Abstract

A 1st degree relative with a history of pre-eclampsia (PE) is a well-known risk factor for PE. However, the risk of a more distant family member with a history of PE is not well defined. We hypothesized that a 2nd degree relative with a history of PE may be associated with development of PE. This was a retrospective cohort study of a prospectively collected perinatal database from a large academic medical center from 2011-2020. Under consent, subjects were queried in their native language as to both self and familial history, inclusive of the common obstetrical disorders. Maternal demographics and obstetrical outcomes were compared between pregnancies with and without a maternal family history of PE. Family members were classified as 1st degree (maternal sister) and 2nd degree (maternal grandmother or aunt).

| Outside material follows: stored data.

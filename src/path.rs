// SPDX-FileCopyrightText: 2025 Jason Pena <jasonpena@awkless.com>
// SPDX-License-Identifier: MIT

//! Path resolution utilities.
//!
//! Determine relevent path information for external files that need to be
//! interacted with.

use std::path::PathBuf;

/// Determine default absolute path to settings file.
///
/// Uses XDG Base Directory path `$XDG_CONFIG_HOME/iggen/config.toml` as the
/// default absolute path for the settings file. Does not check if the path
/// returned actually exists.
///
/// # Errors
///
/// - Return [`NoConfigDir`] if configuration directory cannot be determined.
///
/// # See Also
///
/// - [XDG Base Directory](https://wiki.archlinux.org/title/XDG_Base_Directory)
pub fn default_settings_path() -> Result<PathBuf> {
    dirs::config_dir()
        .map(|path| path.join("iggen").join("config.toml"))
        .ok_or(NoConfigDir)
}

/// No way to determine user's configuration directory.
///
/// # See Also
///
/// - [`dirs::config_dir`](https://docs.rs/dirs/latest/dirs/fn.config_dir.html)
#[derive(Clone, Debug, thiserror::Error)]
#[error("cannot determine absolute path to user's configuration directory")]
pub struct NoConfigDir;

/// Friendly result alias :3
pub type Result<T, E = NoConfigDir> = std::result::Result<T, E>;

Logistic regression was used to evaluate the association of family history with development of PE. 1948 pregnancies had detailed family history information available. 105 (5.4%) of pregnancies had a family history of PE: 57 patients had a sister and 51 had a maternal aunt or grandmother with history of PE. Patients with a family history of PE had a higher mean BMI (29.0 vs. 28.3 kg/m2, p<.001) and chronic hypertension (20% vs 11.7%, p=0.011). On univariate logistic regression (Table 1), any family history of PE was associated with increased odds of developing PE or a hypertensive disorder of pregnancy. However, none of these findings remained significant with adjustment for BMI and hypertension. A 2nd degree relative with a history of PE was not associated with developing PE in our study. Having any family history of PE and having a sister with a history of PE were both associated with PE on univariate analysis but were not significant after adjustment. The study power was limited as only 105 patients with any family history of PE. Future work should be directed at a larger population to evaluate the risk more conclusively, and the current novel findings would support such efforts.